Work to complete: Your response should be every line from the entries that includes the string "ProductError".

Supplied data:
use axum::extract::State;
use axum::http::{Method, StatusCode};
use axum::response::{IntoResponse, Response};
use axum::routing::{get, post};
use axum::{Json, Router};
use serde::Serialize;
use serde_json::{Map, Value};
use std::collections::HashMap;
use std::sync::Arc;
use tower_http::cors::{Any, CorsLayer};
use tracing::warn;

use crate::error::StatdashError;
use crate::interface::DashboardInterface;

#[derive(Serialize)]
pub struct ErrorResponse {
    pub status: String,
    pub error: String,
}

fn failure(message: String) -> Response {
    warn!(%message, "request failed");
    let body = ErrorResponse { status: "error".into(), error: message };
    (StatusCode::INTERNAL_SERVER_ERROR, Json(body)).into_response()
}

/// Scalars become their string form; null, arrays and objects are dropped.
pub fn flatten_params(body: Map<String, Value>) -> HashMap<String, String> {
    body.into_iter()
        .filter_map(|(key, value)| {
            let text = match value {
                Value::String(s) => s,
                Value::Number(n) => n.to_string(),
                Value::Bool(b) => b.to_string(),
                _ => return None,
            };
            Some((key, text))
        })
        .collect()
}

async fn dashboard(
    State(interface): State<Arc<DashboardInterface>>,
    body: Option<Json<Map<String, Value>>>,
) -> Response {
    let params = flatten_params(body.map(|Json(b)| b).unwrap_or_default());
    // the engine is synchronous, so it gets a blocking thread
    let outcome = tokio::task::spawn_blocking(move || interface.run_params(&params)).await;
    match outcome {
        Ok(Ok(dashboard)) => (StatusCode::OK, Json(dashboard)).into_response(),
        Ok(Err(e)) => failure(e.to_string()),
        Err(e) => failure(StatdashError::Server(e.to_string()).to_string()),
    }
}

async fn filters(State(interface): State<Arc<DashboardInterface>>) -> Response {
    let outcome = tokio::task::spawn_blocking(move || interface.filter_options()).await;
    match outcome {
        Ok(Ok(options)) => (StatusCode::OK, Json(options)).into_response(),
        Ok(Err(e)) => failure(e.to_string()),
        Err(e) => failure(StatdashError::Server(e.to_string()).to_string()),
    }
}

pub fn router(interface: Arc<DashboardInterface>) -> Router {
    let cors = CorsLayer::new()
        .allow_origin(Any)
        .allow_methods([Method::GET, Method::POST])
        .allow_headers(Any);
    Router::new()
        .route("/api/dashboard", post(dashboard))
        .route("/api/filters", get(filters))
        .layer(cors)
        .with_state(interface)
}
use axum::{
    Router,
    extract::{Path, Query, State},
    response::Json as ResponseJson,
    routing::get,
};
use db::models::dealer::{CreateDealer, Dealer, DealerFilter, UpdateDealer};
use services::services::dealer::DealerService;
use utils::response::ApiResponse;
use uuid::Uuid;

use crate::{AppState, error::ApiError};

/// GET /api/dealers?city=..&status=active
pub async fn list_dealers(
    State(state): State<AppState>,
    Query(filter): Query<DealerFilter>,
) -> Result<ResponseJson<ApiResponse<Vec<Dealer>>>, ApiError> {
    let dealers = DealerService::list(&state.db().pool, &filter).await?;
    Ok(ResponseJson(ApiResponse::success(dealers)))
}

/// POST /api/dealers
pub async fn create_dealer(
    State(state): State<AppState>,
    axum::Json(payload): axum::Json<CreateDealer>,
) -> Result<ResponseJson<ApiResponse<Dealer>>, ApiError> {
    let dealer = DealerService::create(&state.db().pool, &payload).await?;
    Ok(ResponseJson(ApiResponse::success(dealer)))
}

/// GET /api/dealers/{dealer_id}
pub async fn get_dealer(
    State(state): State<AppState>,
    Path(dealer_id): Path<Uuid>,
) -> Result<ResponseJson<ApiResponse<Dealer>>, ApiError> {
    let dealer = DealerService::get(&state.db().pool, dealer_id).await?;
    Ok(ResponseJson(ApiResponse::success(dealer)))
}

/// PUT /api/dealers/{dealer_id}
pub async fn update_dealer(
    State(state): State<AppState>,
    Path(dealer_id): Path<Uuid>,
    axum::Json(payload): axum::Json<UpdateDealer>,
) -> Result<ResponseJson<ApiResponse<Dealer>>, ApiError> {
    let dealer = DealerService::update(&state.db().pool, dealer_id, &payload).await?;
    Ok(ResponseJson(ApiResponse::success(dealer)))
}

/// DELETE /api/dealers/{dealer_id}
pub async fn delete_dealer(
    State(state): State<AppState>,
    Path(dealer_id): Path<Uuid>,
) -> Result<ResponseJson<ApiResponse<()>>, ApiError> {
    DealerService::delete(&state.db().pool, dealer_id).await?;
    Ok(ResponseJson(ApiResponse::success(())))
}

pub fn router() -> Router<AppState> {
    Router::new().nest(
        "/dealers",
        Router::new()
            .route("/", get(list_dealers).post(create_dealer))
            .route(
                "/{dealer_id}",
                get(get_dealer).put(update_dealer).delete(delete_dealer),
            ),
    )
}
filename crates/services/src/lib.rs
pub mod services;
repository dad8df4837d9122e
//! Catalog browsing.

use db::models::product::Product;
use sqlx::SqlitePool;
use thiserror::Error;
use tracing::debug;

pub const DEFAULT_LIST_LIMIT: i64 = 100;

#[derive(Debug, Error)]
pub enum ProductError {
    #[error("database error: {0}")]
    Database(#[from] sqlx::Error),
    #[error("product not found: {0}")]
    NotFound(String),
}

pub struct ProductService;

impl ProductService {
    /// Catalog in store order; a missing or non-positive limit falls back to
    /// `DEFAULT_LIST_LIMIT`.
    pub async fn list(pool: &SqlitePool, limit: Option<i64>) -> Result<Vec<Product>, ProductError> {
        let limit = limit.filter(|l| *l > 0).unwrap_or(DEFAULT_LIST_LIMIT);
        let products = Product::find_all(pool, limit).await?;
        debug!(count = products.len(), limit, "Listed products");
        Ok(products)
    }

    pub async fn get(pool: &SqlitePool, code: &str) -> Result<Product, ProductError> {
        Product::find_by_code(pool, code)
            .await?
            .ok_or_else(|| ProductError::NotFound(code.to_string()))
    }
}

#[cfg(test)]
mod tests {
    use std::str::FromStr;

    use db::{DBService, models::product::CreateProduct};
    use rust_decimal::Decimal;

    use super::*;

    #[tokio::test]
    async fn test_list_and_get() {
        let db = DBService::new_in_memory().await.unwrap();
        for code in ["A", "B", "C"] {
            Product::create(
                &db.pool,
                &CreateProduct {
                    code: code.to_string(),
                    name: format!("item {code}"),
                    price: Decimal::from_str("2.50").unwrap(),
                    ..Default::default()
                },
            )
            .await
            .unwrap();
        }

        assert_eq!(ProductService::list(&db.pool, None).await.unwrap().len(), 3);
        assert_eq!(ProductService::list(&db.pool, Some(2)).await.unwrap().len(), 2);
        assert_eq!(ProductService::list(&db.pool, Some(0)).await.unwrap().len(), 3);

        let product = ProductService::get(&db.pool, "B").await.unwrap();
        assert_eq!(product.name, "item B");
        assert!(matches!(
            ProductService::get(&db.pool, "Z").await,
            Err(ProductError::NotFound(code)) if code == "Z"
        ));
    }
}
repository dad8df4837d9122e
//! Dealer directory.

use std::str::FromStr;

use db::models::dealer::{CreateDealer, Dealer, DealerFilter, DealerStatus, UpdateDealer};
use sqlx::SqlitePool;
use thiserror::Error;
use tracing::{info, warn};
use uuid::Uuid;

#[derive(Debug, Error)]
pub enum DealerError {
    #[error("database error: {0}")]
    Database(#[from] sqlx::Error),
    #[error("dealer not found")]
    NotFound,
    #[error("invalid dealer: {0}")]
    Validation(String),
}

pub struct DealerService;

impl DealerService {
    pub async fn list(pool: &SqlitePool, filter: &DealerFilter) -> Result<Vec<Dealer>, DealerError> {
        Ok(Dealer::find_all(pool, filter).await?)
    }

    pub async fn get(pool: &SqlitePool, id: Uuid) -> Result<Dealer, DealerError> {
        Dealer::find_by_id(pool, id)
            .await?
            .ok_or(DealerError::NotFound)
    }

    pub async fn create(pool: &SqlitePool, data: &CreateDealer) -> Result<Dealer, DealerError> {
        if data.name.trim().is_empty() {
            return Err(DealerError::Validation("name is required".to_string()));
        }

        let dealer = Dealer::create(pool, Uuid::new_v4(), data).await?;
        info!(dealer_id = %dealer.id, name = %dealer.name, "Created dealer");
        Ok(dealer)
    }

    /// Apply the populated fields. A status other than active/inactive is
    /// ignored rather than rejected.
    pub async fn update(
        pool: &SqlitePool,
        id: Uuid,
        data: &UpdateDealer,
    ) -> Result<Dealer, DealerError> {
        let mut dealer = Self::get(pool, id).await?;

        if let Some(name) = &data.name {
            if name.trim().is_empty() {
                return Err(DealerError::Validation("name is required".to_string()));
            }
            dealer.name = name.clone();
        }

        let optional_fields = [
            (&data.contact_person, &mut dealer.contact_person),
            (&data.phone, &mut dealer.phone),
            (&data.address, &mut dealer.address),
            (&data.province, &mut dealer.province),
            (&data.city, &mut dealer.city),
            (&data.district, &mut dealer.district),
        ];
        for (update, field) in optional_fields {
            if update.is_some() {
                field.clone_from(update);
            }
        }

        if let Some(raw) = &data.status {
            match DealerStatus::from_str(raw) {
                Ok(status) => dealer.status = status,
                Err(_) => warn!(dealer_id = %id, status = %raw, "Ignoring unknown dealer status"),
            }
        }

        Ok(dealer.save(pool).await?)
    }

    pub async fn delete(pool: &SqlitePool, id: Uuid) -> Result<(), DealerError> {
        if Dealer::delete(pool, id).await? == 0 {
            return Err(DealerError::NotFound);
        }
        info!(dealer_id = %id, "Deleted dealer");
        Ok(())
    }
}
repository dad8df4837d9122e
use std::{env, fs, path::Path};

use ts_rs::TS;

fn generate_types_content() -> String {
    let decls = [
        db::models::product::Attribute::decl(),
        db::models::product::AttributeSet::decl(),
        db::models::product::Product::decl(),
        db::models::cart::SelectedAttributes::decl(),
        db::models::cart::CartItem::decl(),
        db::models::cart::CartItemWithProduct::decl(),
        db::models::cart::AddToCart::decl(),
        db::models::address::Address::decl(),
        db::models::address::CreateAddress::decl(),
        db::models::address::UpdateAddress::decl(),
        db::models::dealer::DealerStatus::decl(),
        db::models::dealer::Dealer::decl(),
        db::models::dealer::CreateDealer::decl(),
        db::models::dealer::UpdateDealer::decl(),
        db::models::dealer::DealerFilter::decl(),
        db::models::order::OrderStatus::decl(),
        db::models::order::Order::decl(),
        db::models::order::OrderItem::decl(),
        db::models::order::OrderItemWithProduct::decl(),
        services::services::dialog_engine::DialogInput::decl(),
        services::services::dialog_engine::ResolutionOutcome::decl(),
        services::services::cart::UpdateCartItem::decl(),
        services::services::order::OrderLine::decl(),
        services::services::order::CreateOrder::decl(),
        services::services::order::CheckoutRequest::decl(),
        services::services::order::OrderCreated::decl(),
        services::services::order::OrderDetail::decl(),
        utils::response::ApiResponse::<()>::decl(),
    ];

    let body = decls
        .into_iter()
        .map(|d| {
            let trimmed = d.trim_start();
            if trimmed.starts_with("export") {
                d
            } else {
                format!("export {trimmed}")
            }
        })
        .collect::<Vec<_>>()
        .join("\n\n");

    format!(
        "// This file was generated by `generate_types`. Do not edit it by hand.\n\n{body}\n"
    )
}

fn main() {
    let args: Vec<String> = env::args().collect();
    let check_mode = args.iter().any(|arg| arg == "--check");

    let out_dir = Path::new("shared");
    let out_file = out_dir.join("types.ts");
    let generated = generate_types_content();

    if check_mode {
        let current = fs::read_to_string(&out_file).unwrap_or_default();
        if current == generated {
            println!("shared/types.ts is up to date.");
            std::process::exit(0);
        }
        eprintln!("shared/types.ts is out of date. Run `cargo run --bin generate_types`.");
        std::process::exit(1);
    }

    if let Err(e) = fs::create_dir_all(out_dir).and_then(|_| fs::write(&out_file, generated)) {
        eprintln!("failed to write {}: {e}", out_file.display());
        std::process::exit(1);
    }
    println!("Wrote {}", out_file.display());
}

Result of this task:
pub enum ProductError {
    pub async fn list(pool: &SqlitePool, limit: Option<i64>) -> Result<Vec<Product>, ProductError> {
    pub async fn get(pool: &SqlitePool, code: &str) -> Result<Product, ProductError> {
            .ok_or_else(|| ProductError::NotFound(code.to_string()))
            Err(ProductError::NotFound(code)) if code == "Z"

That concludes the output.